## Work item
Copy out all lines from the material that contain the string "representation".

## Records
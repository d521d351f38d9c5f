/*!
Clauses, disjunctions of literals.

The canonical representation of a clause is a vector of literals, with the [Clause] trait supplying methods over any slice of literals.

Clauses in a knowledge base are canonical in a stronger sense: literals are sorted, duplicate literals are removed, and no atom appears with both polarities, as a clause containing complementary literals is a tautology and is dropped during the [CNF expansion](crate::structures::formula::Formula::cnf) of a formula.
*/

use crate::structures::{atom::Atom, literal::CLiteral, world::World};

/// The canonical clause representation, a vector of literals.
pub type CClause = Vec<CLiteral>;

/// Methods on clauses, implemented for collections of literals.
pub trait Clause {
    /// The count of literals in the clause.
    fn size(&self) -> usize;

    /// An iterator over the literals of the clause.
    fn literals(&self) -> impl Iterator<Item = CLiteral>;

    /// An iterator over the atoms of the clause.
    fn atoms(&self) -> impl Iterator<Item = Atom>;

    /// Whether some literal of the clause is satisfied on the given world.
    fn satisfied_on(&self, world: &World) -> bool;

    /// The count of literals of the clause satisfied on the given world.
    fn true_literal_count_on(&self, world: &World) -> usize;

    /// The clause as a string of its literals, space separated.
    fn as_string(&self) -> String;
}

impl Clause for [CLiteral] {
    fn size(&self) -> usize {
        self.len()
    }

    fn literals(&self) -> impl Iterator<Item = CLiteral> {
        self.iter().copied()
    }

    fn atoms(&self) -> impl Iterator<Item = Atom> {
        self.iter().map(|literal| literal.atom())
    }

    fn satisfied_on(&self, world: &World) -> bool {
        self.iter()
            .any(|literal| world.value_of(literal.atom()) == literal.polarity())
    }

    fn true_literal_count_on(&self, world: &World) -> usize {
        self.iter()
            .filter(|literal| world.value_of(literal.atom()) == literal.polarity())
            .count()
    }

    fn as_string(&self) -> String {
        let mut string = String::with_capacity(self.len() * 3);
        for literal in self {
            string.push_str(&literal.to_string());
            string.push(' ');
        }
        string.pop();
        string
    }
}

impl Clause for CClause {
    fn size(&self) -> usize {
        self.as_slice().size()
    }

    fn literals(&self) -> impl Iterator<Item = CLiteral> {
        self.as_slice().literals()
    }

    fn atoms(&self) -> impl Iterator<Item = Atom> {
        self.as_slice().atoms()
    }

    fn satisfied_on(&self, world: &World) -> bool {
        self.as_slice().satisfied_on(world)
    }

    fn true_literal_count_on(&self, world: &World) -> usize {
        self.as_slice().true_literal_count_on(world)
    }

    fn as_string(&self) -> String {
        self.as_slice().as_string()
    }
}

## Solution to the exercise
The canonical representation of a clause is a vector of literals, with the [Clause] trait supplying methods over any slice of literals.
/// The canonical clause representation, a vector of literals.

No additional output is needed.